Task instructions:
Look through the lines below and copy each one that includes "else".
(Dataset)
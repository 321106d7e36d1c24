//! # Overlay Store
//!
//! Transactional holder of the overlay [`Tables`].
//!
//! The store can be:
//! - **Memory-backed**: for tests and throwaway sessions
//! - **File-backed**: tables are flushed to one JSON file after every commit
//!
//! ## Transactions
//!
//! ```text
//! clone tables → run closure → Ok?  → persist clone → Ok? → swap in
//!                            → Err? → discard clone       → Err? → discard clone
//! ```

use crate::error::StoreResult;
use crate::tables::Tables;
use dve_model::{ProjectId, RevisionId};
use serde_json::Value;
use std::path::{Path, PathBuf};
use tracing::{debug, warn};

#[derive(Debug, Clone, PartialEq)]
pub enum StoreBackend {
    Memory,
    File { path: PathBuf },
}

#[derive(Debug)]
pub struct OverlayStore {
    tables: Tables,
    backend: StoreBackend,
}

impl OverlayStore {
    pub fn memory() -> Self {
        Self {
            tables: Tables::default(),
            backend: StoreBackend::Memory,
        }
    }

    /// Open a file-backed store; a missing file starts empty
    pub fn open(path: impl Into<PathBuf>) -> StoreResult<Self> {
        let path = path.into();
        let tables = if path.exists() {
            let bytes = std::fs::read(&path)?;
            serde_json::from_slice(&bytes)?
        } else {
            Tables::default()
        };
        debug!(path = %path.display(), revisions = tables.revisions.len(), "opened overlay store");
        Ok(Self {
            tables,
            backend: StoreBackend::File { path },
        })
    }

    pub fn backend(&self) -> &StoreBackend {
        &self.backend
    }

    pub fn tables(&self) -> &Tables {
        &self.tables
    }

    /// Run `f` against a copy of the tables and commit the copy on `Ok`.
    pub fn transaction<T, F>(&mut self, f: F) -> StoreResult<T>
    where
        F: FnOnce(&mut Tables) -> StoreResult<T>,
    {
        let mut working = self.tables.clone();
        let value = f(&mut working)?;
        self.persist(&working)?;
        self.tables = working;
        Ok(value)
    }

    /// Write `tables` to the backing file (no-op for memory stores)
    fn persist(&self, tables: &Tables) -> StoreResult<()> {
        let StoreBackend::File { path } = &self.backend else {
            return Ok(());
        };
        write_atomically(path, &serde_json::to_vec_pretty(tables)?)
    }

    /// Append an audit entry without failing the caller.
    pub fn audit(
        &mut self,
        project_id: ProjectId,
        revision_id: Option<RevisionId>,
        actor_id: Option<&str>,
        action: &str,
        payload: Value,
    ) {
        let now = chrono::Utc::now();
        let result = self.transaction(|tables| {
            Ok(tables.append_audit(project_id, revision_id, actor_id, action, payload, now))
        });
        if let Err(err) = result {
            warn!(project_id, action, error = %err, "failed to append audit entry");
        }
    }
}

fn write_atomically(path: &Path, bytes: &[u8]) -> StoreResult<()> {
    if let Some(parent) = path.parent() {
        if !parent.as_os_str().is_empty() {
            std::fs::create_dir_all(parent)?;
        }
    }
    let tmp = path.with_extension("json.tmp");
    std::fs::write(&tmp, bytes)?;
    std::fs::rename(&tmp, path)?;
    Ok(())
}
(End Dataset)
Task result:
        } else {
        let StoreBackend::File { path } = &self.backend else {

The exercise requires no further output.